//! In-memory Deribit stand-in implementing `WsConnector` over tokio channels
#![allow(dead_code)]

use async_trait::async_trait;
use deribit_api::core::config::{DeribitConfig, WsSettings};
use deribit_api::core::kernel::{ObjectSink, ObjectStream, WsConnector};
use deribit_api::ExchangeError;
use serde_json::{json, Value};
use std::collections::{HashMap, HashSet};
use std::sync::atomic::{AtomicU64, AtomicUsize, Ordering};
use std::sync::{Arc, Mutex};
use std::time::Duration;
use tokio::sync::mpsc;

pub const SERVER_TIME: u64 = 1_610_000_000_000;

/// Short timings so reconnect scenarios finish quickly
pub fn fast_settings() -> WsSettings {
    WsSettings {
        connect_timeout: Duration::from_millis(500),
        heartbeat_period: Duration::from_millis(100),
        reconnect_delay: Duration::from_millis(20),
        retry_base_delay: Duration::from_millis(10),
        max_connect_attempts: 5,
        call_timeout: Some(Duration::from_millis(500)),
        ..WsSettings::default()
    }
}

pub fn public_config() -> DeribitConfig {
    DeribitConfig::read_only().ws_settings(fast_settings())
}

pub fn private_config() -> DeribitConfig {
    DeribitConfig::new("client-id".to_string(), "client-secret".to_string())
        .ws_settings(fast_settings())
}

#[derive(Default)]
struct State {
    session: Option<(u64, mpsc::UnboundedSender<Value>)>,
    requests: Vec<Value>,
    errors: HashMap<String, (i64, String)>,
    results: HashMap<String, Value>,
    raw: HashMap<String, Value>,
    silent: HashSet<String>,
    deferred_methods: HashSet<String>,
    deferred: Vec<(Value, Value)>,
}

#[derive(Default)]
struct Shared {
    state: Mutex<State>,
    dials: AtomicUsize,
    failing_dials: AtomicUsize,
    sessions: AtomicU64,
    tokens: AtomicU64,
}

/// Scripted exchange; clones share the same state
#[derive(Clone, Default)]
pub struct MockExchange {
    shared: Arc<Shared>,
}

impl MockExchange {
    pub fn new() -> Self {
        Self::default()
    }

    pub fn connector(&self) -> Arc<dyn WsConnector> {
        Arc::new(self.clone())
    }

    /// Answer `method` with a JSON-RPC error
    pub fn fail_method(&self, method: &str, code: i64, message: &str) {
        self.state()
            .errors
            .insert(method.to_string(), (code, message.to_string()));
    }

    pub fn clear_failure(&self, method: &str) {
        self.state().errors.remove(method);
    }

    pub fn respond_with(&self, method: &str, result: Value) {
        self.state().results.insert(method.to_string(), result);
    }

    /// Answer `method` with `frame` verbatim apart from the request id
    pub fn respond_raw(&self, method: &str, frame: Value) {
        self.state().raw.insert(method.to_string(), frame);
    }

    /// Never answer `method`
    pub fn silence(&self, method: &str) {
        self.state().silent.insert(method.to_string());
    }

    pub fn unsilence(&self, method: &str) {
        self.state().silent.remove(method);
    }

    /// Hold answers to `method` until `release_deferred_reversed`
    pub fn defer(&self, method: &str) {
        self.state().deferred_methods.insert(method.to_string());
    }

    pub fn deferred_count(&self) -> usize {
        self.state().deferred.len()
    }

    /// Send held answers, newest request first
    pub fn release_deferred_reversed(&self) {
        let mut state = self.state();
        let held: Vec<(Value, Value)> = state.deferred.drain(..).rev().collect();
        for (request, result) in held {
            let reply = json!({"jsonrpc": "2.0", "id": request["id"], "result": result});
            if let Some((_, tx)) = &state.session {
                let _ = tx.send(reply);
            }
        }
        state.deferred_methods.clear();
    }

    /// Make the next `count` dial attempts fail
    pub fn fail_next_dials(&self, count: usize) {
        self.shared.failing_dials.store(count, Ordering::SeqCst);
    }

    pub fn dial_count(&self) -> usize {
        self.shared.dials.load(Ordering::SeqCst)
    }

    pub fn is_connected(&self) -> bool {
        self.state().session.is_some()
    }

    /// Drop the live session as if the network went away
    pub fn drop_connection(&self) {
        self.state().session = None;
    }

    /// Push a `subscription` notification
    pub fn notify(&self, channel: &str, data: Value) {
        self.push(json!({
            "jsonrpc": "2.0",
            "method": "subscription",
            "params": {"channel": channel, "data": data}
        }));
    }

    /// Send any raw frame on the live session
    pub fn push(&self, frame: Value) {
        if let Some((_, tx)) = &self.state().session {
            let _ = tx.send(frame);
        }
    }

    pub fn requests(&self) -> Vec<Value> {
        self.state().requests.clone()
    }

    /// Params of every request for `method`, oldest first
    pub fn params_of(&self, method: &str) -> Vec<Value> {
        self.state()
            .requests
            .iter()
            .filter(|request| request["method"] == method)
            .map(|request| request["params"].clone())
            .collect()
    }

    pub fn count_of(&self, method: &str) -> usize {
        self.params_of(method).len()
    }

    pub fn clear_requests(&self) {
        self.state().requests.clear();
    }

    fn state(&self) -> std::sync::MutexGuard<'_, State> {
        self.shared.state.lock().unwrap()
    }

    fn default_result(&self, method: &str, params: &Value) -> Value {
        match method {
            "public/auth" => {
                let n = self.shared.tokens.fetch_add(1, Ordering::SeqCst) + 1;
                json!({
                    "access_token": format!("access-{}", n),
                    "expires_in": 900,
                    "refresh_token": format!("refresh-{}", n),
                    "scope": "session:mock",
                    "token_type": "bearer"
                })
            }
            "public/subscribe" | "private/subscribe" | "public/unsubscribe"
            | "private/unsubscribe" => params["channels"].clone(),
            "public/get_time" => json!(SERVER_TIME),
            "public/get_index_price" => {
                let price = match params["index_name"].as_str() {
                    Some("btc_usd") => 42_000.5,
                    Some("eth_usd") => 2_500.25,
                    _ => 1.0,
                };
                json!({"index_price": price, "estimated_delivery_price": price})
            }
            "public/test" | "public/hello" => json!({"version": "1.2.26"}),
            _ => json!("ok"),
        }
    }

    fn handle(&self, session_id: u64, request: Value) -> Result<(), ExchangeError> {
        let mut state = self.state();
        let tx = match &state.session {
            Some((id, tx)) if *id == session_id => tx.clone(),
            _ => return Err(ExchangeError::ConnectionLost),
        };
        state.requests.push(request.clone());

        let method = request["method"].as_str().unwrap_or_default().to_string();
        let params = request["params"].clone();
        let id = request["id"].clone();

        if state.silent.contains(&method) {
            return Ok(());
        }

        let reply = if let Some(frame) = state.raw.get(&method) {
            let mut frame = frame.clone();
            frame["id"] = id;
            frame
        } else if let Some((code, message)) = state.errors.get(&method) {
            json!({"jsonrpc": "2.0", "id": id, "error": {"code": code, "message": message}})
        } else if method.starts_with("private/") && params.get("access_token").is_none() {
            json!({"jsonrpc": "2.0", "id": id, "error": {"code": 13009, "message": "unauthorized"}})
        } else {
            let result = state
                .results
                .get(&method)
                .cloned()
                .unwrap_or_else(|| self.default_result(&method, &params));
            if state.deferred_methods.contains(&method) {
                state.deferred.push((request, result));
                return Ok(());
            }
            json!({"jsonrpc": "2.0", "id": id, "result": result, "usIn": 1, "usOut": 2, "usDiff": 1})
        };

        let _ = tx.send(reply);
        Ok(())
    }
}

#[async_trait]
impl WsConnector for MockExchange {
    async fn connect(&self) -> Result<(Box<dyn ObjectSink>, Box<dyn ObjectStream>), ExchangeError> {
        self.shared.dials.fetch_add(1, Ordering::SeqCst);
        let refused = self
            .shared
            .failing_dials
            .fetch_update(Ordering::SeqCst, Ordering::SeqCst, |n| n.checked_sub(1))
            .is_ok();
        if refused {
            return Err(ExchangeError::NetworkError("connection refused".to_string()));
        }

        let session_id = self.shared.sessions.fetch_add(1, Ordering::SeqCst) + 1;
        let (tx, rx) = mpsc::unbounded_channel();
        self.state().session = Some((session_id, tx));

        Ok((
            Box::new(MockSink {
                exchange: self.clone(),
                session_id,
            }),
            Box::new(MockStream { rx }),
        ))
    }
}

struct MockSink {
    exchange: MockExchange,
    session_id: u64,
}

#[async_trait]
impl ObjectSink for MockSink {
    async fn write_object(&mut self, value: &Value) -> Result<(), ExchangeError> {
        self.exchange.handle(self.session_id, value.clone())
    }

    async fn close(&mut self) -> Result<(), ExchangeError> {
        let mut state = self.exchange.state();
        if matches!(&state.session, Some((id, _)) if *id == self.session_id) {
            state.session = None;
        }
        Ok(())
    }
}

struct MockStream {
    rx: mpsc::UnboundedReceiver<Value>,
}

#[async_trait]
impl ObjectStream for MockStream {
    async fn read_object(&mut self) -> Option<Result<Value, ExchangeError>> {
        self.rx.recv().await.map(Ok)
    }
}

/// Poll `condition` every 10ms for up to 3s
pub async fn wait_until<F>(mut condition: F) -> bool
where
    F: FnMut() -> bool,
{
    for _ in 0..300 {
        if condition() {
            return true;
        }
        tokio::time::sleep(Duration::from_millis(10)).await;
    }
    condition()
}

____

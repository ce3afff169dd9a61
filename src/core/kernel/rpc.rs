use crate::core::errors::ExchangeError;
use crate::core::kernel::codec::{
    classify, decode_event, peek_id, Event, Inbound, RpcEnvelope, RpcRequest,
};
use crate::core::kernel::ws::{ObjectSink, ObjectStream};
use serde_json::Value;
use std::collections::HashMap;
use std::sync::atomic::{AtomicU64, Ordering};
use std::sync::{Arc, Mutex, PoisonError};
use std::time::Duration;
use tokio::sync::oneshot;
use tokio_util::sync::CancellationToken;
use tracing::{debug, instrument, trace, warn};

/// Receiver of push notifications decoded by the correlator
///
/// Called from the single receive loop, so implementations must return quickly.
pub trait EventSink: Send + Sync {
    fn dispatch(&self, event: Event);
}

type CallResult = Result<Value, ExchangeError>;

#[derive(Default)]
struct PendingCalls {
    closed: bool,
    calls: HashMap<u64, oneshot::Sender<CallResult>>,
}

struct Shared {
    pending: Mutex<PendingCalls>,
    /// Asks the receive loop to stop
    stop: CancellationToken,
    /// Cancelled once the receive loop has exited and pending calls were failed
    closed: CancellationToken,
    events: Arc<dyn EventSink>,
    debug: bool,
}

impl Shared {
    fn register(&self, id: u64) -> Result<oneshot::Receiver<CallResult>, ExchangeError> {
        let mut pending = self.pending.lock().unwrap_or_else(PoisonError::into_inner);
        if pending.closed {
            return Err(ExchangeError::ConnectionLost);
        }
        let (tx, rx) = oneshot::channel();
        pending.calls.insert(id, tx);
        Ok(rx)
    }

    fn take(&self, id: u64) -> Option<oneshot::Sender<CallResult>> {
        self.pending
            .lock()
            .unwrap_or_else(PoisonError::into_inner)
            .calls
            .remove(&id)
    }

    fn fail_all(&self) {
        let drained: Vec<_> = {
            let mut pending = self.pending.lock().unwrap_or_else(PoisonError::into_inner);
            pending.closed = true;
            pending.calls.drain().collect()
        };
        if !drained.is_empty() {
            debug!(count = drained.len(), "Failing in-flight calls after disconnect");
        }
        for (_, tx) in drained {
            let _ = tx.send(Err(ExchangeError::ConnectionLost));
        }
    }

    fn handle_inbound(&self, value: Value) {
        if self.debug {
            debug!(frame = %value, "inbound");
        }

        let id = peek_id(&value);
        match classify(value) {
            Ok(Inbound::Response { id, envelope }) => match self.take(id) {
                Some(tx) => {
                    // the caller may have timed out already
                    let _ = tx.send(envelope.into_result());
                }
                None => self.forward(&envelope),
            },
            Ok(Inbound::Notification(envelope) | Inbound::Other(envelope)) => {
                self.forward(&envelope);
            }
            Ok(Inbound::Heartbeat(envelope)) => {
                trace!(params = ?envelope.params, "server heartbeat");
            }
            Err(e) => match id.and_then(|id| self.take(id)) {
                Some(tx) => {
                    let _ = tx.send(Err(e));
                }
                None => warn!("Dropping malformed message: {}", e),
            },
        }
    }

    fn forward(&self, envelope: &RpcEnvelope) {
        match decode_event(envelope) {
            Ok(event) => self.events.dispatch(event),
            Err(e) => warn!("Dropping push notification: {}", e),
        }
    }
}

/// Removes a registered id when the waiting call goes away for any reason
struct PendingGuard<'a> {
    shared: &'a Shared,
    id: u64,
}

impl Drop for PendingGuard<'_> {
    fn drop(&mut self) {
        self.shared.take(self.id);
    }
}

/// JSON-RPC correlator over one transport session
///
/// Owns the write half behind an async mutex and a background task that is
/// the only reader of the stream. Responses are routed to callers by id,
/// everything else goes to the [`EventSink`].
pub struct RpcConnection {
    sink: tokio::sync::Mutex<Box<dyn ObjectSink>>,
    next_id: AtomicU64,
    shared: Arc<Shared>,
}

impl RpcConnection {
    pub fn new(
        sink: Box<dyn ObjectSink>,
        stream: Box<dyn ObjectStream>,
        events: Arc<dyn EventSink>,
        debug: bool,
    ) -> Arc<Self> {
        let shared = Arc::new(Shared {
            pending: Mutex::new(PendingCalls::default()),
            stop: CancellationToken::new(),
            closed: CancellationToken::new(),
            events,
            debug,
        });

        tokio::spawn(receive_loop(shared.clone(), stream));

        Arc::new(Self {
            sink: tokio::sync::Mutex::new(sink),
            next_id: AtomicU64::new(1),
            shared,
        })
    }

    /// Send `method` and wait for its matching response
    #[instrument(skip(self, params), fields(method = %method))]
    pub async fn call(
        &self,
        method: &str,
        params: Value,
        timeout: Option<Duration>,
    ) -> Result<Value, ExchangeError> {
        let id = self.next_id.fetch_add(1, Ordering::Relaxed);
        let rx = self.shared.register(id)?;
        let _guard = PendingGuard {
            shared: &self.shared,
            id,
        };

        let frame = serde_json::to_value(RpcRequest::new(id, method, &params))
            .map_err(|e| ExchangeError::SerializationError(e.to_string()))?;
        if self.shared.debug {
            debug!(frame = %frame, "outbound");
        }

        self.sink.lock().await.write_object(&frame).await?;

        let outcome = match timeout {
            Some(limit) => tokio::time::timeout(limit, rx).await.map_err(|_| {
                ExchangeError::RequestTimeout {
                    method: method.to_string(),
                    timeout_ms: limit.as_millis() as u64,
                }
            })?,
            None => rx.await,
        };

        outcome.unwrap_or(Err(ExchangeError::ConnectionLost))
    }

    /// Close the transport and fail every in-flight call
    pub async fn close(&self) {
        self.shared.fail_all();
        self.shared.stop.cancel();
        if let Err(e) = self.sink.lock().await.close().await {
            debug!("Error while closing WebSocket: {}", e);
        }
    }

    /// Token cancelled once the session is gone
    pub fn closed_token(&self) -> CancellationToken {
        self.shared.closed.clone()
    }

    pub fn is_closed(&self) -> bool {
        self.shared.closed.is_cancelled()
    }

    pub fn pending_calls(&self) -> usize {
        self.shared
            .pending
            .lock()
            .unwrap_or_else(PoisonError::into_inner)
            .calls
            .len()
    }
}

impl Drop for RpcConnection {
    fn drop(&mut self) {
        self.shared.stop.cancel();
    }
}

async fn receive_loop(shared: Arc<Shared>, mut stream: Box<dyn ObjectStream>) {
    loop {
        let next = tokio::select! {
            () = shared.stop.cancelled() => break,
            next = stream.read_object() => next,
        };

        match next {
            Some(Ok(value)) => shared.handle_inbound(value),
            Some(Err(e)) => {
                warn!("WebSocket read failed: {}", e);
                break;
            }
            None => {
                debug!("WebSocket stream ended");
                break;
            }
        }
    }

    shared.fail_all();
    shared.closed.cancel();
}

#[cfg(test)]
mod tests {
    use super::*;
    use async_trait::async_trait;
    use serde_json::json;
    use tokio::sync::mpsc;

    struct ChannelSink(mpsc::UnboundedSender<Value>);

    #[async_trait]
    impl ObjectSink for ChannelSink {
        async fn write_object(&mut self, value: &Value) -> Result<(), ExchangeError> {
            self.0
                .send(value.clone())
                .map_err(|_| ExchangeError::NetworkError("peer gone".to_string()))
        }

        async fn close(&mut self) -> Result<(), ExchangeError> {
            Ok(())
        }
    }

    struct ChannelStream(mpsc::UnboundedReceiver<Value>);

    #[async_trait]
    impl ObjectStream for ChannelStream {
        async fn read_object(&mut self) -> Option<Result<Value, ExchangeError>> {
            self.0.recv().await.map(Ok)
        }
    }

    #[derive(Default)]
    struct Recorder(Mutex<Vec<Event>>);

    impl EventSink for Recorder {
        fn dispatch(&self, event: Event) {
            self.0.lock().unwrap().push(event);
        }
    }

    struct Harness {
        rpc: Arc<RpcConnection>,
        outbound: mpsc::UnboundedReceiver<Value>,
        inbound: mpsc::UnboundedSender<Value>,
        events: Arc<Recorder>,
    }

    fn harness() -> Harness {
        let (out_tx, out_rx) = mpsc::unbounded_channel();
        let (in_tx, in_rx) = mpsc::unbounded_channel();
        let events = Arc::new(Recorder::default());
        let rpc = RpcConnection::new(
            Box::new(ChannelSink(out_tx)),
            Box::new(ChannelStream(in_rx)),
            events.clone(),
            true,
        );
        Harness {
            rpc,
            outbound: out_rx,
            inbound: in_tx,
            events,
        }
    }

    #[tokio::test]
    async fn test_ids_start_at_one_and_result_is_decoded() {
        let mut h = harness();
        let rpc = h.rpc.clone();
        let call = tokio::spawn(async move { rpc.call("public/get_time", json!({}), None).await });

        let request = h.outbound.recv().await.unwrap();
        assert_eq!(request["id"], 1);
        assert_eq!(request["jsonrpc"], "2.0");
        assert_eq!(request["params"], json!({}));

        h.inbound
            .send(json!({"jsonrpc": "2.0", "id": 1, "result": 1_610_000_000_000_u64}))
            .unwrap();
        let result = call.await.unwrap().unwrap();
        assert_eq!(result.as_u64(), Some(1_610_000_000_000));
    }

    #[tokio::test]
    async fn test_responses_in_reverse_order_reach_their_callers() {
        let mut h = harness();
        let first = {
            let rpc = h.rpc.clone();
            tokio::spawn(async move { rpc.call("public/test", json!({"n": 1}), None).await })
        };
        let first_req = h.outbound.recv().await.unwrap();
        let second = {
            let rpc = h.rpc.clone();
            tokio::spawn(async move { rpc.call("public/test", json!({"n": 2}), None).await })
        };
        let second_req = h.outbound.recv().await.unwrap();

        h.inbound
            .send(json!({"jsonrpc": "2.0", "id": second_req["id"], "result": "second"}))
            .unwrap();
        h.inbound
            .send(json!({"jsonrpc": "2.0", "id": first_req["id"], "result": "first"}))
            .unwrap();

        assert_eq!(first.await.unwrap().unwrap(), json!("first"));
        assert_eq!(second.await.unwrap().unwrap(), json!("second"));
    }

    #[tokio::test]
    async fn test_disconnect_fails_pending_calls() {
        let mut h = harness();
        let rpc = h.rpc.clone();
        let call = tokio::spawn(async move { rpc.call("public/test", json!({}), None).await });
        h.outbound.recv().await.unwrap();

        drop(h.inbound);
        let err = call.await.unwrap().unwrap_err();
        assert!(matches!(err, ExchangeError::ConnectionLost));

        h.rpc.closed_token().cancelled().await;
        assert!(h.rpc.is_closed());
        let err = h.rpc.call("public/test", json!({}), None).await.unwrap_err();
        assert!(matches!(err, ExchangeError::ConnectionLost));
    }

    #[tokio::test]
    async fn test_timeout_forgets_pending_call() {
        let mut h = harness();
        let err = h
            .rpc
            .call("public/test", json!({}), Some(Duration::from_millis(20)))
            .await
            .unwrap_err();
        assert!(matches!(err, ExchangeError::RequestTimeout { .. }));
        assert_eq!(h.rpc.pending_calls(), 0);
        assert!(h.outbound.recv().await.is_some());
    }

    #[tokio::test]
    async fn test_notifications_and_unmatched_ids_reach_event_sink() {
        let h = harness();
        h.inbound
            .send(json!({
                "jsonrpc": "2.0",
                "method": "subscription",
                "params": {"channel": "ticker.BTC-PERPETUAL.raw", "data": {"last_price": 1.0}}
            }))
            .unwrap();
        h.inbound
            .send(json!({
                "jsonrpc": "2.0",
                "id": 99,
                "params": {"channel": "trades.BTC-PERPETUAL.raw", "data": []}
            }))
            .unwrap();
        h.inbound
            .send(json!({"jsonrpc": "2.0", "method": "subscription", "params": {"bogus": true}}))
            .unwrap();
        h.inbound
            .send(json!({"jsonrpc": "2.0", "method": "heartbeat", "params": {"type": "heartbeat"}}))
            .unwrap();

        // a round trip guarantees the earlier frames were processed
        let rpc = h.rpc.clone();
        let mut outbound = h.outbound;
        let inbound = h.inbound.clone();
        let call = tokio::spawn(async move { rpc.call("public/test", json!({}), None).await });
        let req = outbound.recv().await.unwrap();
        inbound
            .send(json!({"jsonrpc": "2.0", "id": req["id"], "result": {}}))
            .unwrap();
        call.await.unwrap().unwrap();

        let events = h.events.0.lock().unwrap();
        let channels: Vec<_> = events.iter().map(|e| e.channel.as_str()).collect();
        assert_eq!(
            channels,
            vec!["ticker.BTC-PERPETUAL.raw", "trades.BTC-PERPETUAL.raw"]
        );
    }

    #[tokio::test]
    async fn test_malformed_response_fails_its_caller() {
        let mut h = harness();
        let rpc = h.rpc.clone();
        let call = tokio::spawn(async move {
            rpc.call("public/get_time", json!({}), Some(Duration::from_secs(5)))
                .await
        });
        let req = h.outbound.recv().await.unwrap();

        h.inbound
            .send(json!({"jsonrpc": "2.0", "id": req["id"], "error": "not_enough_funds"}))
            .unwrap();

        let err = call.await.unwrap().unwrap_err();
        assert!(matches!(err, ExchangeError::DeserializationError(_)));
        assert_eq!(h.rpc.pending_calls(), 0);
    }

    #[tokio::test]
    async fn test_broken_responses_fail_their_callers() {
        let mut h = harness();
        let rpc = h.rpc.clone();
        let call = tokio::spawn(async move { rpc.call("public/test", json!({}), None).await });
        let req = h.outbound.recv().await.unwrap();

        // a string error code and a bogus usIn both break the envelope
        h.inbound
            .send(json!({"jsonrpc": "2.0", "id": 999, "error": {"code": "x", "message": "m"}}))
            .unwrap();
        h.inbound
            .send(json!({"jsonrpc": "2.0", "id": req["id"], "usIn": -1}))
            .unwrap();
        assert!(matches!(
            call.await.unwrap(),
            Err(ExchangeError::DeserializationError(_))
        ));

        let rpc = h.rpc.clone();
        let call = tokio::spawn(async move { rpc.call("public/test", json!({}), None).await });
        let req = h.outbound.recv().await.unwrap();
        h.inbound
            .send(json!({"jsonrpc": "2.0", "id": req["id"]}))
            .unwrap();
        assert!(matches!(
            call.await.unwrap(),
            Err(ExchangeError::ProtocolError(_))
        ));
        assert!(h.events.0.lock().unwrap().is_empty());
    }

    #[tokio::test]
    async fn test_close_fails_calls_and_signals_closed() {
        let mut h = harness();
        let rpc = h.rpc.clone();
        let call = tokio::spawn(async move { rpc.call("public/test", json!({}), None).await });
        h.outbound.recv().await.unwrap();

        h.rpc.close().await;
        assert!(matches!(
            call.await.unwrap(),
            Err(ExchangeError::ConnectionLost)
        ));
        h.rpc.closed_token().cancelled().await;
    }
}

____

WHAT TO DO:
Filter the data, keeping only the lines that contain "reply".

EXPECTED OUTPUT:
            let reply = json!({"jsonrpc": "2.0", "id": request["id"], "result": result});
                let _ = tx.send(reply);
        let reply = if let Some(frame) = state.raw.get(&method) {
        let _ = tx.send(reply);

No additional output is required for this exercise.